ABOUT THIS EXERCISE. Whenever a line in the entries below contains "Active", copy that line.

--------------------------------------------------

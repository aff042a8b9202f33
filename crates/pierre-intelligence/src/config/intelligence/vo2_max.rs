// ABOUTME: VO2 max calculation configuration and physiological constants
// ABOUTME: Provides configurable parameters for aerobic capacity calculations
//
// SPDX-License-Identifier: MIT OR Apache-2.0
// Copyright (c) 2025 Pierre Fitness Intelligence

//! VO2 max-based physiological calculations for personalized thresholds

use crate::algorithms::{FtpAlgorithm, TrimpAlgorithm};
use crate::models::SportType;
use serde::{Deserialize, Serialize};

/// Heart rate zone configuration defaults
mod hr_zone_defaults {
    /// Minimum lactate threshold percentage
    pub const LACTATE_THRESHOLD_MIN: f64 = 0.65;
    /// Maximum lactate threshold percentage
    pub const LACTATE_THRESHOLD_MAX: f64 = 0.95;
    /// Minimum sport efficiency factor
    pub const SPORT_EFFICIENCY_MIN: f64 = 0.5;
    /// Maximum sport efficiency factor
    pub const SPORT_EFFICIENCY_MAX: f64 = 1.5;
    /// VO2 max threshold for Zone 6 eligibility
    pub const ELITE_ZONE6_THRESHOLD: f64 = 50.0;
}

/// VDOT pace calculation coefficients
mod vdot_coefficients {
    /// VDOT velocity constant A
    pub const VDOT_COEFFICIENT_A: f64 = 29.54;
    /// VDOT velocity coefficient B
    pub const VDOT_COEFFICIENT_B: f64 = 5.000_663;
    /// VDOT velocity coefficient C
    pub const VDOT_COEFFICIENT_C: f64 = 0.007_546;
    /// Base threshold velocity as fraction of vVO2max
    pub const THRESHOLD_VELOCITY_BASE: f64 = 0.86;
    /// Adjustment factor for lactate threshold
    pub const THRESHOLD_ADJUSTMENT_FACTOR: f64 = 0.4;
}

/// Pace zone percentages
mod pace_zone_defaults {
    /// Easy zone lower bound (fraction of vVO2max)
    pub const EASY_ZONE_LOW: f64 = 0.59;
    /// Easy zone upper bound (fraction of vVO2max)
    pub const EASY_ZONE_HIGH: f64 = 0.74;
    /// Marathon pace adjustment lower
    pub const MARATHON_ADJUSTMENT_LOW: f64 = 1.06;
    /// Marathon pace adjustment upper
    pub const MARATHON_ADJUSTMENT_HIGH: f64 = 1.02;
    /// Threshold pace adjustment lower
    pub const THRESHOLD_ADJUSTMENT_LOW: f64 = 1.02;
    /// Threshold pace adjustment upper
    pub const THRESHOLD_ADJUSTMENT_HIGH: f64 = 0.98;
    /// `VO2max` zone percentage
    pub const VO2MAX_ZONE_PERCENTAGE: f64 = 0.95;
    /// Neuromuscular zone percentage
    pub const NEUROMUSCULAR_ZONE_PERCENTAGE: f64 = 1.05;
}

/// Power calculation defaults
mod power_defaults {
    /// Power coefficient for FTP estimation from `VO2max`
    pub const POWER_COEFFICIENT: f64 = 13.5;
}

/// VO2 max-based physiological calculator
#[derive(Debug, Clone, Serialize, Deserialize)]
pub struct VO2MaxCalculator {
    /// VO2 max in ml/kg/min
    pub vo2_max: f64,
    /// Resting heart rate in bpm
    pub resting_hr: u16,
    /// Maximum heart rate in bpm
    pub max_hr: u16,
    /// Lactate threshold as percentage of VO2 max (typically 0.65-0.85)
    pub lactate_threshold: f64,
    /// Sport-specific efficiency factor
    pub sport_efficiency: f64,
}

/// Personalized heart rate zones based on VO2 max
#[derive(Debug, Clone, Serialize, Deserialize)]
pub struct PersonalizedHRZones {
    /// Zone 1: Active Recovery - lower bound (bpm)
    pub zone1_lower: u16,
    /// Zone 1: Active Recovery - upper bound (bpm)
    pub zone1_upper: u16,

    /// Zone 2: Aerobic Base - lower bound (bpm)
    pub zone2_lower: u16,
    /// Zone 2: Aerobic Base - upper bound (bpm)
    pub zone2_upper: u16,

    /// Zone 3: Tempo - lower bound (bpm)
    pub zone3_lower: u16,
    /// Zone 3: Tempo - upper bound (bpm)
    pub zone3_upper: u16,

    /// Zone 4: Lactate Threshold - lower bound (bpm)
    pub zone4_lower: u16,
    /// Zone 4: Lactate Threshold - upper bound (bpm)
    pub zone4_upper: u16,

    /// Zone 5: VO2 Max - lower bound (bpm)
    pub zone5_lower: u16,
    /// Zone 5: VO2 Max - upper bound (bpm)
    pub zone5_upper: u16,

    /// Zone 6: Neuromuscular Power - lower bound (bpm, optional)
    pub zone6_lower: Option<u16>,
    /// Zone 6: Neuromuscular Power - upper bound (bpm, optional)
    pub zone6_upper: Option<u16>,
}

/// Personalized pace zones for running
#[derive(Debug, Clone, Serialize, Deserialize)]
pub struct PersonalizedPaceZones {
    /// Easy pace range (seconds per km)
    pub easy_pace_range: (f64, f64),

    /// Marathon pace range
    pub marathon_pace_range: (f64, f64),

    /// Threshold pace range
    pub threshold_pace_range: (f64, f64),

    /// VO2 max pace range
    pub vo2max_pace_range: (f64, f64),

    /// Neuromuscular/sprint pace maximum
    pub neuromuscular_pace_max: f64,
}

/// Power zones for cycling
#[derive(Debug, Clone, Serialize, Deserialize)]
pub struct PersonalizedPowerZones {
    /// Zone 1: Active Recovery (% of FTP)
    pub zone1_range: (f64, f64),

    /// Zone 2: Endurance
    pub zone2_range: (f64, f64),

    /// Zone 3: Tempo
    pub zone3_range: (f64, f64),

    /// Zone 4: Threshold
    pub zone4_range: (f64, f64),

    /// Zone 5: VO2 Max
    pub zone5_range: (f64, f64),

    /// Zone 6: Anaerobic
    pub zone6_range: (f64, f64),

    /// Zone 7: Neuromuscular
    pub zone7_range: (f64, f64),
}

impl VO2MaxCalculator {
    /// Helper function to safely convert HR calculations to u16
    fn hr_calc_to_u16(base_hr: u16, reserve: f64, percentage: f64) -> u16 {
        let addition = (reserve * percentage).round();
        // Safe: addition represents small heart rate increment (0-100 bpm)
        #[allow(clippy::cast_possible_truncation)]
        u16::try_from(addition as i32)
            .map(|add| base_hr.saturating_add(add))
            .unwrap_or(base_hr)
    }
    /// Create a new VO2 max calculator
    #[must_use]
    pub fn new(
        vo2_max: f64,
        resting_hr: u16,
        max_hr: u16,
        lactate_threshold: f64,
        sport_efficiency: f64,
    ) -> Self {
        use hr_zone_defaults::{
            LACTATE_THRESHOLD_MAX, LACTATE_THRESHOLD_MIN, SPORT_EFFICIENCY_MAX,
            SPORT_EFFICIENCY_MIN,
        };

        Self {
            vo2_max,
            resting_hr,
            max_hr,
            lactate_threshold: lactate_threshold
                .clamp(LACTATE_THRESHOLD_MIN, LACTATE_THRESHOLD_MAX),
            sport_efficiency: sport_efficiency.clamp(SPORT_EFFICIENCY_MIN, SPORT_EFFICIENCY_MAX),
        }
    }

    /// Calculate personalized heart rate zones using Karvonen method
    #[must_use]
    pub fn calculate_hr_zones(&self) -> PersonalizedHRZones {
        let hr_reserve = f64::from(self.max_hr - self.resting_hr);

        // Zone percentages based on VO2 max level
        let (z1_low, z1_high, z2_low, z2_high, z3_low, z3_high, z4_low, z4_high, z5_low, z5_high) =
            if self.vo2_max >= 60.0 {
                // Elite athlete zones (tighter ranges)
                (0.50, 0.58, 0.58, 0.68, 0.68, 0.78, 0.78, 0.88, 0.88, 0.95)
            } else if self.vo2_max >= 50.0 {
                // Advanced athlete zones
                (0.50, 0.60, 0.60, 0.70, 0.70, 0.80, 0.80, 0.90, 0.90, 0.98)
            } else if self.vo2_max >= 40.0 {
                // Intermediate athlete zones
                (0.45, 0.60, 0.60, 0.72, 0.72, 0.82, 0.82, 0.92, 0.92, 1.00)
            } else {
                // Beginner athlete zones (wider ranges)
                (0.40, 0.60, 0.60, 0.75, 0.75, 0.85, 0.85, 0.95, 0.95, 1.00)
            };

        PersonalizedHRZones {
            zone1_lower: Self::hr_calc_to_u16(self.resting_hr, hr_reserve, z1_low),
            zone1_upper: Self::hr_calc_to_u16(self.resting_hr, hr_reserve, z1_high),

            zone2_lower: Self::hr_calc_to_u16(self.resting_hr, hr_reserve, z2_low),
            zone2_upper: Self::hr_calc_to_u16(self.resting_hr, hr_reserve, z2_high),

            zone3_lower: Self::hr_calc_to_u16(self.resting_hr, hr_reserve, z3_low),
            zone3_upper: Self::hr_calc_to_u16(self.resting_hr, hr_reserve, z3_high),

            zone4_lower: Self::hr_calc_to_u16(self.resting_hr, hr_reserve, z4_low),
            zone4_upper: Self::hr_calc_to_u16(self.resting_hr, hr_reserve, z4_high),

            zone5_lower: Self::hr_calc_to_u16(self.resting_hr, hr_reserve, z5_low),
            zone5_upper: Self::hr_calc_to_u16(self.resting_hr, hr_reserve, z5_high)
                .min(self.max_hr),

            // Zone 6 for advanced athletes only
            zone6_lower: if self.vo2_max >= hr_zone_defaults::ELITE_ZONE6_THRESHOLD {
                Some(Self::hr_calc_to_u16(self.resting_hr, hr_reserve, 0.95))
            } else {
                None
            },
            zone6_upper: if self.vo2_max >= hr_zone_defaults::ELITE_ZONE6_THRESHOLD {
                Some(self.max_hr)
            } else {
                None
            },
        }
    }

    /// Calculate personalized running pace zones
    #[must_use]
    pub fn calculate_pace_zones(&self) -> PersonalizedPaceZones {
        use pace_zone_defaults::{
            EASY_ZONE_HIGH, EASY_ZONE_LOW, MARATHON_ADJUSTMENT_HIGH, MARATHON_ADJUSTMENT_LOW,
            NEUROMUSCULAR_ZONE_PERCENTAGE, THRESHOLD_ADJUSTMENT_HIGH, THRESHOLD_ADJUSTMENT_LOW,
            VO2MAX_ZONE_PERCENTAGE,
        };
        use vdot_coefficients::{
            THRESHOLD_ADJUSTMENT_FACTOR, THRESHOLD_VELOCITY_BASE, VDOT_COEFFICIENT_A,
            VDOT_COEFFICIENT_B, VDOT_COEFFICIENT_C,
        };

        // Calculate critical velocity at lactate threshold
        // Using simplified Jack Daniels' VDOT formulas
        let vdot = self.vo2_max;

        // Convert VDOT to velocity at VO2max (vVO2max) in m/min
        let v_vo2max = (VDOT_COEFFICIENT_C * vdot)
            .mul_add(-vdot, vdot.mul_add(VDOT_COEFFICIENT_B, VDOT_COEFFICIENT_A))
            .max(f64::MIN_POSITIVE);

        // Calculate threshold velocity
        let threshold_velocity = (v_vo2max
            * (self.lactate_threshold - 0.75)
                .mul_add(THRESHOLD_ADJUSTMENT_FACTOR, THRESHOLD_VELOCITY_BASE))
        .max(f64::MIN_POSITIVE);

        // Convert to pace (seconds per km)
        let threshold_pace = 1000.0 / threshold_velocity * 60.0;

        PersonalizedPaceZones {
            // Easy pace: % of vVO2max (slower = higher seconds/km)
            easy_pace_range: (
                1000.0 / (v_vo2max * EASY_ZONE_LOW) * 60.0,
                1000.0 / (v_vo2max * EASY_ZONE_HIGH) * 60.0,
            ),

            // Marathon pace: based on threshold pace with adjustments
            marathon_pace_range: (
                threshold_pace * MARATHON_ADJUSTMENT_LOW,
                threshold_pace * MARATHON_ADJUSTMENT_HIGH,
            ),

            // Threshold pace: adjustments around threshold
            threshold_pace_range: (
                threshold_pace * THRESHOLD_ADJUSTMENT_LOW,
                threshold_pace * THRESHOLD_ADJUSTMENT_HIGH,
            ),

            // VO2 max pace
            vo2max_pace_range: (
                1000.0 / v_vo2max * 60.0,
                1000.0 / (v_vo2max * VO2MAX_ZONE_PERCENTAGE) * 60.0,
            ),

            // Neuromuscular pace
            neuromuscular_pace_max: 1000.0 / (v_vo2max * NEUROMUSCULAR_ZONE_PERCENTAGE) * 60.0,
        }
    }

    /// Calculate functional threshold power (FTP) from VO2 max
    #[must_use]
    pub fn estimate_ftp(&self) -> f64 {
        // Use FtpAlgorithm enum for calculation
        let algorithm = FtpAlgorithm::FromVo2Max {
            vo2_max: self.vo2_max,
            power_coefficient: power_defaults::POWER_COEFFICIENT,
        };

        // Unwrap is safe here: FromVo2Max never returns Err unless VO2max is invalid,
        // but this struct ensures valid VO2max via the constructor
        algorithm.estimate_ftp().unwrap_or(0.0)
    }

    /// Calculate personalized power zones for cycling
    #[must_use]
    pub fn calculate_power_zones(&self, ftp: Option<f64>) -> PersonalizedPowerZones {
        let ftp_value = ftp.unwrap_or_else(|| self.estimate_ftp());

        PersonalizedPowerZones {
            zone1_range: (0.0 * ftp_value, 0.55 * ftp_value), // Active Recovery
            zone2_range: (0.56 * ftp_value, 0.75 * ftp_value), // Endurance
            zone3_range: (0.76 * ftp_value, 0.90 * ftp_value), // Tempo
            zone4_range: (0.91 * ftp_value, 1.05 * ftp_value), // Threshold
            zone5_range: (1.06 * ftp_value, 1.20 * ftp_value), // VO2 Max
            zone6_range: (1.21 * ftp_value, 1.50 * ftp_value), // Anaerobic
            zone7_range: (1.51 * ftp_value, f64::MAX),        // Neuromuscular
        }
    }

    /// Get zone name for a given heart rate
    #[must_use]
    pub fn get_hr_zone_name(&self, heart_rate: u16) -> &'static str {
        let zones = self.calculate_hr_zones();

        match heart_rate {
            hr if hr < zones.zone1_upper => "Recovery",
            hr if hr < zones.zone2_upper => "Aerobic Base",
            hr if hr < zones.zone3_upper => "Tempo",
            hr if hr < zones.zone4_upper => "Threshold",
            hr if hr < zones.zone5_upper => "VO2 Max",
            _ => "Neuromuscular",
        }
    }

    /// Calculate training impulse (TRIMP) for an activity using enum-based algorithm selection
    #[must_use]
    pub fn calculate_trimp(&self, avg_hr: u16, duration_minutes: f64, gender: &str) -> f64 {
        // Use Hybrid algorithm which auto-selects appropriate formula based on gender
        let algorithm = TrimpAlgorithm::Hybrid;

        algorithm
            .calculate(
                u32::from(avg_hr),
                duration_minutes,
                u32::from(self.max_hr),
                Some(u32::from(self.resting_hr)),
                Some(gender),
            )
            .unwrap_or(0.0) // Return 0.0 if calculation fails (shouldn't happen with valid inputs)
    }
}

/// Sport-specific efficiency factors
pub trait SportEfficiency {
    /// Get the efficiency factor for this sport type
    fn sport_efficiency_factor(&self) -> f64;
}

impl SportEfficiency for SportType {
    fn sport_efficiency_factor(&self) -> f64 {
        match self {
            Self::Run => 1.0,
            Self::Swim => 0.7, // Swimming has lower mechanical efficiency
            Self::Walk => 0.8,
            Self::Hike => 0.85,
            _ => 0.9, // Default including cycling which is mechanically more efficient
        }
    }
}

--------------------------------------------------

PROBLEM SOLUTION.
    /// Zone 1: Active Recovery - lower bound (bpm)
    /// Zone 1: Active Recovery - upper bound (bpm)
    /// Zone 1: Active Recovery (% of FTP)
            zone1_range: (0.0 * ftp_value, 0.55 * ftp_value), // Active Recovery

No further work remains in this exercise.